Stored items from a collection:
BEGIN
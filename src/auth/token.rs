//! Signed bearer credentials
//!
//! HS256 JWTs carrying the user id, valid for a fixed 30 days from issuance.
//! There is no revocation path: logout is a client-side state clear and a
//! token stays usable until natural expiry.

use chrono::{Duration, Utc};
use jsonwebtoken::{decode, encode, Algorithm, DecodingKey, EncodingKey, Header, Validation};
use serde::{Deserialize, Serialize};
use thiserror::Error;
use uuid::Uuid;

pub const TOKEN_LIFETIME_DAYS: i64 = 30;

#[derive(Error, Debug)]
pub enum TokenError {
    #[error("Failed to sign token: {0}")]
    Signing(String),

    #[error("Invalid or expired token")]
    Invalid,
}

#[derive(Debug, Clone, Serialize, Deserialize, PartialEq)]
pub struct Claims {
    /// Subject: the user id.
    pub sub: Uuid,
    pub iat: i64,
    pub exp: i64,
}

#[derive(Clone)]
pub struct TokenSigner {
    encoding: EncodingKey,
    decoding: DecodingKey,
}

impl TokenSigner {
    pub fn new(secret: &str) -> Self {
        Self {
            encoding: EncodingKey::from_secret(secret.as_bytes()),
            decoding: DecodingKey::from_secret(secret.as_bytes()),
        }
    }

    /// Issues a credential for `user_id` with the standard 30-day lifetime.
    pub fn issue(&self, user_id: Uuid) -> Result<String, TokenError> {
        self.issue_valid_for(user_id, Duration::days(TOKEN_LIFETIME_DAYS))
    }

    pub fn issue_valid_for(&self, user_id: Uuid, validity: Duration) -> Result<String, TokenError> {
        let now = Utc::now();
        let claims = Claims {
            sub: user_id,
            iat: now.timestamp(),
            exp: (now + validity).timestamp(),
        };
        encode(&Header::new(Algorithm::HS256), &claims, &self.encoding)
            .map_err(|e| TokenError::Signing(e.to_string()))
    }

    /// Checks signature and expiry, resolving the token to its claims.
    pub fn verify(&self, token: &str) -> Result<Claims, TokenError> {
        let validation = Validation::new(Algorithm::HS256);
        decode::<Claims>(token, &self.decoding, &validation)
            .map(|data| data.claims)
            .map_err(|_| TokenError::Invalid)
    }
}

#[cfg(test)]
mod tests {
    use super::*;

    #[test]
    fn test_issue_then_verify_resolves_same_user() {
        let signer = TokenSigner::new("top-secret");
        let user_id = Uuid::new_v4();
        let token = signer.issue(user_id).unwrap();
        let claims = signer.verify(&token).unwrap();
        assert_eq!(claims.sub, user_id);
        assert_eq!(claims.exp - claims.iat, TOKEN_LIFETIME_DAYS * 24 * 60 * 60);
    }

    #[test]
    fn test_expired_token_is_rejected() {
        let signer = TokenSigner::new("top-secret");
        let token = signer
            .issue_valid_for(Uuid::new_v4(), Duration::hours(-2))
            .unwrap();
        assert!(matches!(signer.verify(&token), Err(TokenError::Invalid)));
    }

    #[test]
    fn test_wrong_secret_is_rejected() {
        let token = TokenSigner::new("secret-a").issue(Uuid::new_v4()).unwrap();
        assert!(matches!(TokenSigner::new("secret-b").verify(&token), Err(TokenError::Invalid)));
    }

    #[test]
    fn test_garbage_token_is_rejected() {
        let signer = TokenSigner::new("top-secret");
        assert!(matches!(signer.verify("not.a.jwt"), Err(TokenError::Invalid)));
    }
}
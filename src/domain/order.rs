//! Order snapshots
//!
//! An order owns copies of the item and address data it was created with, so
//! later catalog edits never rewrite history. Totals are fixed at creation:
//! total = items + shipping + tax.

use chrono::{DateTime, Utc};
use rust_decimal::Decimal;
use serde::{Deserialize, Serialize};
use sqlx::types::Json;
use uuid::Uuid;

use crate::domain::user::Address;

#[derive(Debug, Clone, Copy, PartialEq, Eq, Serialize, Deserialize, sqlx::Type)]
#[sqlx(type_name = "payment_method")]
pub enum PaymentMethod {
    #[serde(rename = "COD")]
    #[sqlx(rename = "COD")]
    Cod,
    Card,
    #[serde(rename = "UPI")]
    #[sqlx(rename = "UPI")]
    Upi,
    #[serde(rename = "Net Banking")]
    #[sqlx(rename = "Net Banking")]
    NetBanking,
}

#[derive(Debug, Clone, Copy, Default, PartialEq, Eq, Serialize, Deserialize, sqlx::Type)]
#[sqlx(type_name = "payment_status")]
pub enum PaymentStatus {
    #[default]
    Pending,
    Paid,
    Failed,
}

#[derive(Debug, Clone, Copy, Default, PartialEq, Eq, Serialize, Deserialize, sqlx::Type)]
#[sqlx(type_name = "order_status")]
pub enum OrderStatus {
    #[default]
    Processing,
    Shipped,
    Delivered,
    Cancelled,
}

/// One ordered line, capturing the unit price at order time.
#[derive(Debug, Clone, Serialize, Deserialize)]
#[serde(rename_all = "camelCase")]
pub struct OrderItem {
    pub product: Uuid,
    pub name: String,
    pub quantity: u32,
    #[serde(default)]
    pub size: String,
    #[serde(default)]
    pub color: String,
    pub image: String,
    pub price: Decimal,
}

impl OrderItem {
    pub fn line_total(&self) -> Decimal {
        self.price * Decimal::from(self.quantity)
    }
}

#[derive(Debug, Clone, Serialize, sqlx::FromRow)]
#[serde(rename_all = "camelCase")]
pub struct Order {
    pub id: Uuid,
    pub user_id: Uuid,
    pub order_items: Json<Vec<OrderItem>>,
    pub shipping_address: Json<Address>,
    pub payment_method: PaymentMethod,
    pub payment_status: PaymentStatus,
    pub items_price: Decimal,
    pub shipping_price: Decimal,
    pub tax_price: Decimal,
    pub total_price: Decimal,
    pub order_status: OrderStatus,
    pub delivered_at: Option<DateTime<Utc>>,
    pub created_at: DateTime<Utc>,
    pub updated_at: DateTime<Utc>,
}

#[cfg(test)]
mod tests {
    use super::*;

    #[test]
    fn test_payment_method_wire_names() {
        assert_eq!(serde_json::to_string(&PaymentMethod::Cod).unwrap(), "\"COD\"");
        assert_eq!(serde_json::to_string(&PaymentMethod::Upi).unwrap(), "\"UPI\"");
        assert_eq!(
            serde_json::to_string(&PaymentMethod::NetBanking).unwrap(),
            "\"Net Banking\""
        );
        assert_eq!(
            serde_json::from_str::<PaymentMethod>("\"Card\"").unwrap(),
            PaymentMethod::Card
        );
        assert!(serde_json::from_str::<PaymentMethod>("\"Cheque\"").is_err());
    }

    #[test]
    fn test_status_defaults() {
        assert_eq!(PaymentStatus::default(), PaymentStatus::Pending);
        assert_eq!(OrderStatus::default(), OrderStatus::Processing);
    }

    #[test]
    fn test_order_item_line_total() {
        let item = OrderItem {
            product: Uuid::new_v4(),
            name: "Dress".to_string(),
            quantity: 3,
            size: "M".to_string(),
            color: "Blue".to_string(),
            image: "https://example.test/p.jpg".to_string(),
            price: Decimal::new(500, 0),
        };
        assert_eq!(item.line_total(), Decimal::new(1500, 0));
    }
}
END
TASK DIRECTIONS: Check each line of the records for the word "matches", and show the lines that contain it.

WRITTEN SOLUTION:
        assert!(matches!(signer.verify(&token), Err(TokenError::Invalid)));
        assert!(matches!(TokenSigner::new("secret-b").verify(&token), Err(TokenError::Invalid)));
        assert!(matches!(signer.verify("not.a.jwt"), Err(TokenError::Invalid)));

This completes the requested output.